Análise Comparativa Entre o Filme Minha Bela Dama e o Texto Um Bororo Marginal.
Para analisarmos a situação vivenciada por Elisa Doolitle no filme My Fair Lady (Minha Bela Dama),filme americano de 1964 dirigido por George Cukor, e a de Tiago Marques Aipobureu no texto Um Bororo marginal de Florestan Fernandes, devemos antes nos apropriar de dois conceitos : o de diáspora e o de habitus.
Diáspora é a retirada de um individuo do seu âmbito cultural e sua apresentação a outro,é a passagem de uma cultura pra outra.

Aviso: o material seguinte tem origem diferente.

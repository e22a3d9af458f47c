use async_trait::async_trait;
use media_core::{CatalogError, MediaKind, MediaProvider, RawHit, Result, SearchQuery};
use reqwest::Client;
use serde::Deserialize;
use std::time::Duration;
use url::Url;

pub const DEFAULT_BASE_URL: &str = "https://pixabay.com";
const USER_AGENT: &str = "media-catalog/0.1";

/// Provider accepts 3..=200 hits per page.
pub const MIN_PER_PAGE: u32 = 3;
pub const MAX_PER_PAGE: u32 = 200;

#[derive(Debug, Deserialize)]
struct SearchEnvelope {
    #[serde(default)]
    hits: Vec<RawHit>,
}

/// HTTP client for the Pixabay image and video search endpoints.
#[derive(Clone)]
pub struct PixabayClient {
    client: Client,
    base: Url,
    key: String,
}

impl PixabayClient {
    pub fn new(base: &str, key: impl Into<String>, timeout: Duration) -> Result<Self> {
        let base = Url::parse(base).map_err(|e| CatalogError::Validation(format!("invalid provider url: {e}")))?;
        let client = Client::builder()
            .user_agent(USER_AGENT)
            .timeout(timeout)
            .build()
            .map_err(|e| CatalogError::Upstream(e.to_string()))?;
        Ok(Self { client, base, key: key.into() })
    }

    fn endpoint(&self, query: &SearchQuery) -> Result<Url> {
        let path = match query.kind {
            MediaKind::Image => "api/",
            MediaKind::Video => "api/videos/",
        };
        let mut url = self.base.join(path).map_err(|e| CatalogError::Validation(format!("invalid provider url: {e}")))?;
        {
            let mut pairs = url.query_pairs_mut();
            pairs.append_pair("key", &self.key);
            pairs.append_pair("q", &query.q);
            if query.kind == MediaKind::Image {
                pairs.append_pair("image_type", "all");
                if let Some(orientation) = non_empty(&query.orientation) {
                    pairs.append_pair("orientation", orientation);
                }
            }
            if let Some(category) = non_empty(&query.category) {
                pairs.append_pair("category", category);
            }
            pairs.append_pair("safesearch", if query.safesearch { "true" } else { "false" });
            pairs.append_pair("per_page", &query.per_page.clamp(MIN_PER_PAGE, MAX_PER_PAGE).to_string());
        }
        Ok(url)
    }
}

fn non_empty(v: &Option<String>) -> Option<&str> {
    v.as_deref().map(str::trim).filter(|s| !s.is_empty())
}

#[async_trait]
impl MediaProvider for PixabayClient {
    async fn search(&self, query: &SearchQuery) -> Result<Vec<RawHit>> {
        let url = self.endpoint(query)?;
        let resp = self.client.get(url).send().await.map_err(|e| {
            tracing::warn!(error = %e, "provider request failed");
            CatalogError::Upstream(format!("provider request failed: {e}"))
        })?;
        let status = resp.status();
        if !status.is_success() {
            tracing::warn!(%status, q = %query.q, "provider returned non-success status");
            return Err(CatalogError::Upstream(format!("provider responded with status {status}")));
        }
        let envelope: SearchEnvelope = resp
            .json()
            .await
            .map_err(|e| CatalogError::Upstream(format!("invalid provider response: {e}")))?;
        tracing::debug!(q = %query.q, kind = %query.kind, hits = envelope.hits.len(), "provider search");
        Ok(envelope.hits)
    }
}

#[cfg(test)]
mod tests {
    use super::*;

    fn client() -> PixabayClient {
        PixabayClient::new("https://pixabay.example", "k3y", Duration::from_secs(1)).unwrap()
    }

    #[test]
    fn image_endpoint_carries_filters() {
        let q = SearchQuery {
            q: "red fox".into(),
            category: Some("animals".into()),
            orientation: Some("vertical".into()),
            per_page: 500,
            ..SearchQuery::default()
        };
        let url = client().endpoint(&q).unwrap();
        assert_eq!(url.path(), "/api/");
        let query = url.query().unwrap();
        assert!(query.contains("key=k3y"));
        assert!(query.contains("q=red+fox"));
        assert!(query.contains("orientation=vertical"));
        assert!(query.contains("category=animals"));
        assert!(query.contains("per_page=200"));
        assert!(query.contains("safesearch=true"));
    }

    #[test]
    fn video_endpoint_skips_image_only_params() {
        let q = SearchQuery { q: "surf".into(), kind: MediaKind::Video, orientation: Some("horizontal".into()), safesearch: false, per_page: 1, ..SearchQuery::default() };
        let url = client().endpoint(&q).unwrap();
        assert_eq!(url.path(), "/api/videos/");
        let query = url.query().unwrap();
        assert!(!query.contains("orientation"));
        assert!(!query.contains("image_type"));
        assert!(query.contains("per_page=3"));
        assert!(query.contains("safesearch=false"));
    }

    #[test]
    fn envelope_tolerates_missing_hits() {
        let env: SearchEnvelope = serde_json::from_str(r#"{"total": 0}"#).unwrap();
        assert!(env.hits.is_empty());
    }

    #[tokio::test]
    async fn unreachable_provider_is_upstream_error() {
        let c = PixabayClient::new("http://127.0.0.1:9", "k", Duration::from_millis(500)).unwrap();
        let err = c.search(&SearchQuery::default()).await.unwrap_err();
        assert!(matches!(err, CatalogError::Upstream(_)));
    }
}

Habitus é um conceito elaborado por Pierre Bourdieu é representa todo o conjunto de manifestações na qual o homem está inserido,e elas são reveladas pelas escolhas,os gestos,o sotaque,o vocabulário, etc. Feito isso podemos tentar traçar um quadro comparativo entre Elisa e Tiago.
É difícil encontrar muitos comparativos entre os dois além da forte situação da diáspora,inclusive seus contextos culturais contribuem para isso,embora por outro lado não exclua a possibilidade.Elisa se encaixa no contexto de uma desigualdade social,no caso de Tiago percebemos uma forte desigualdade étnica.

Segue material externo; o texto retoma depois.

use thiserror::Error;

#[derive(Error, Debug)]
pub enum CatalogError {
    /// Missing or malformed required input.
    #[error("{0}")]
    Validation(String),

    #[error("{0}")]
    NotFound(String),

    /// The media provider failed or answered with a non-success status.
    #[error("{0}")]
    Upstream(String),

    /// The backing key-value store failed. Never retried.
    #[error("store error: {0}")]
    Store(String),

    #[error("operation cancelled")]
    Cancelled,
}

impl From<sled::Error> for CatalogError {
    fn from(err: sled::Error) -> Self {
        CatalogError::Store(err.to_string())
    }
}

impl From<serde_json::Error> for CatalogError {
    fn from(err: serde_json::Error) -> Self {
        CatalogError::Store(format!("codec: {err}"))
    }
}

pub type Result<T> = std::result::Result<T, CatalogError>;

O contexto social de Elisa é evidenciado principalmente pela questão do idioma,da linguagem,pois a língua inglesa em muitos casos,não só no do filme,pode ser geradora de classes e formadora da idéia de que essas classes são intransponíveis socialmente falando. Elisa fala o inglês da rua e vê na possibilidade de aprender o “inglês da rainha” a sua ascensão social.
Tiago é um índio, e na sua história vemos como a cultura branca se impôs sobre as outras culturas existentes no Brasil. A saída de seu âmbito cultural se deu única e exclusivamente como uma tentativa dos jesuítas em molda-lo como um instrumento de controle cultural,ele deveria ao fim do seu processo civilizatório,retornar a tribo e “civilizar” por assim dizer,seus companheiros.
Depois de iniciados os processos de assimilação de outras culturas, vemos como a questão do habitus é forte nas duas situações. Bourdieu nos diz que é quase impossível introduzir aos indivíduos um novo habitus, e que mesmo que isso venha acontecer, o verdadeiro,o primeiro habitus sempre se revela dentro do individuo.
Podemos ver isso, por exemplo, na cena do hipódromo,onde Elisa já inserida em seu novo contexto cultural,acaba por revelar sua origem no fim da corrida. O mesmo acontece com Tiago quando ele volta pra sua tribo, casa com uma bororo, e tenta readquirir seu habitus indígena.
É importante também observamos como Elisa e Tiago eram vistos pelos seus mestres,pois ambos eram enxergados praticamente como objetos. Ela era parte de uma aposta,ele parte de um plano de catequese. Claro que pra Tiago esse processo foi muito mais doloroso e devastador,pois ao perceberem que o objetivo não estava sendo alcançado,os jesuítas arrancaram,por assim dizer,sua “identidade” branca. No caso de Elisa,ela também é rejeitada pelo professor, mas aqui observamos o que se chama em psicologia de efeito pigmalião onde o individuo desenvolve um relação maior com um objeto criado,estudado ou idealizado,em outras palavras é o criador que se apaixona pela criatura.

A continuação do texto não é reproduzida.